== Supplied material ==

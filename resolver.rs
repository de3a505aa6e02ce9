//! Maps classifier labels onto catalog identities and splits catalog short names
//! into a (plant, condition) pair.
//!
//! Label precedence:
//! 1. `Class_<n>` looks up catalog id `n + SYNTHETIC_CLASS_ID_OFFSET`.
//! 2. A bare number `k` looks up catalog id `k`.
//! 3. Anything else is a case-insensitive short_name lookup.
//!
//! A miss (or a catalog failure) is not an error: the prediction carries
//! `has_details = false` and keeps the raw label's string form as its class.

use crate::catalog::DiseaseCatalog;
use crate::classifier::Candidate;
use crate::models::{Confidence, DiseaseRecord, RawLabel, ResolvedPrediction, SecondGuess};

/// The model's class indices are zero-based while catalog ids start at 1.
pub const SYNTHETIC_CLASS_ID_OFFSET: i64 = 1;

/// Condition used when a short name is nothing but a plant name.
pub const HEALTHY_CONDITION: &str = "healthy";

/// Checked in order; first case-insensitive prefix match wins.
pub const KNOWN_PLANTS: &[&str] = &[
    "Apple",
    "Blueberry",
    "Cherry (including sour)",
    "Cherry",
    "Corn (maize)",
    "Corn",
    "Grape",
    "Orange",
    "Peach",
    "Pepper, bell",
    "Potato",
    "Raspberry",
    "Soybean",
    "Squash",
    "Strawberry",
    "Tomato",
];

#[derive(Debug, Clone, PartialEq, Eq)]
pub enum CatalogKey {
    Id(i64),
    ShortName(String),
}

pub fn catalog_key(label: &RawLabel) -> CatalogKey {
    match label {
        RawLabel::SyntheticToken(n) => CatalogKey::Id(i64::from(*n) + SYNTHETIC_CLASS_ID_OFFSET),
        RawLabel::NumericIndex(k) => CatalogKey::Id(*k),
        RawLabel::TextLabel(text) => CatalogKey::ShortName(text.trim().to_string()),
    }
}

/// Looks the label up; storage failures are logged and treated as a miss.
pub fn lookup(catalog: &dyn DiseaseCatalog, label: &RawLabel) -> Option<DiseaseRecord> {
    let key = catalog_key(label);
    let found = match &key {
        CatalogKey::Id(id) => catalog.find_by_id(*id),
        CatalogKey::ShortName(name) => catalog.find_by_short_name(name),
    };
    match found {
        Ok(record) => record,
        Err(err) => {
            log::warn!("Catalog lookup for {label} ({key:?}) failed: {err}");
            None
        }
    }
}

pub fn split_plant_and_condition(name: &str) -> (String, String) {
    let name = name.trim();
    if matches!(RawLabel::parse(name), RawLabel::SyntheticToken(_)) {
        return (name.to_string(), String::new());
    }
    let name = normalize_separators(name);
    for plant in KNOWN_PLANTS {
        let Some(head) = name.get(..plant.len()) else {
            continue;
        };
        if !head.eq_ignore_ascii_case(plant) {
            continue;
        }
        let condition = name[plant.len()..].trim();
        if condition.is_empty() {
            return (head.to_string(), HEALTHY_CONDITION.to_string());
        }
        return (head.to_string(), condition.to_string());
    }

    if let Some((plant, rest)) = name.split_once(' ') {
        return (plant.to_string(), rest.to_string());
    }
    (name, String::new())
}

/// Model vocabularies write `Apple___Apple_scab`; catalog rows write `Apple scab`.
fn normalize_separators(name: &str) -> String {
    name.replace('_', " ")
        .split_whitespace()
        .collect::<Vec<_>>()
        .join(" ")
}

struct Resolved {
    record: Option<DiseaseRecord>,
    plant: String,
    condition: String,
    canonical_class: String,
}

fn resolve_label(catalog: &dyn DiseaseCatalog, label: &RawLabel) -> Resolved {
    let record = lookup(catalog, label);
    let canonical_class = match &record {
        Some(record) => record.short_name.clone(),
        None => label.to_string(),
    };
    let (plant, condition) = split_plant_and_condition(&canonical_class);
    Resolved {
        record,
        plant,
        condition,
        canonical_class,
    }
}

/// Resolves the primary candidate and, independently, the runner-up.
/// Returns the prediction and the primary's catalog row, if any.
pub fn resolve(
    catalog: &dyn DiseaseCatalog,
    primary: &Candidate,
    second: Option<&Candidate>,
) -> (ResolvedPrediction, Option<DiseaseRecord>) {
    let resolved = resolve_label(catalog, &primary.label);
    if resolved.record.is_none() {
        log::info!(
            "Catalog miss for predicted class {}; returning without details",
            primary.label
        );
    }

    let second_guess = second.map(|candidate| {
        let guess = resolve_label(catalog, &candidate.label);
        SecondGuess {
            plant: guess.plant,
            condition: guess.condition,
            canonical_class: guess.canonical_class,
            raw_label: candidate.label.clone(),
            confidence: Confidence::from_score(f64::from(candidate.score)),
            has_details: guess.record.is_some(),
        }
    });

    let prediction = ResolvedPrediction {
        plant: resolved.plant,
        condition: resolved.condition,
        canonical_class: resolved.canonical_class,
        raw_label: primary.label.clone(),
        confidence: Confidence::from_score(f64::from(primary.score)),
        second_guess,
        has_details: resolved.record.is_some(),
    };
    (prediction, resolved.record)
}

===

* [Exercise instructions] For each line of the data that includes the word "from", return a copy of it.

* [Response for this exercise]
        RawLabel::SyntheticToken(n) => CatalogKey::Id(i64::from(*n) + SYNTHETIC_CLASS_ID_OFFSET),
            confidence: Confidence::from_score(f64::from(candidate.score)),
        confidence: Confidence::from_score(f64::from(primary.score)),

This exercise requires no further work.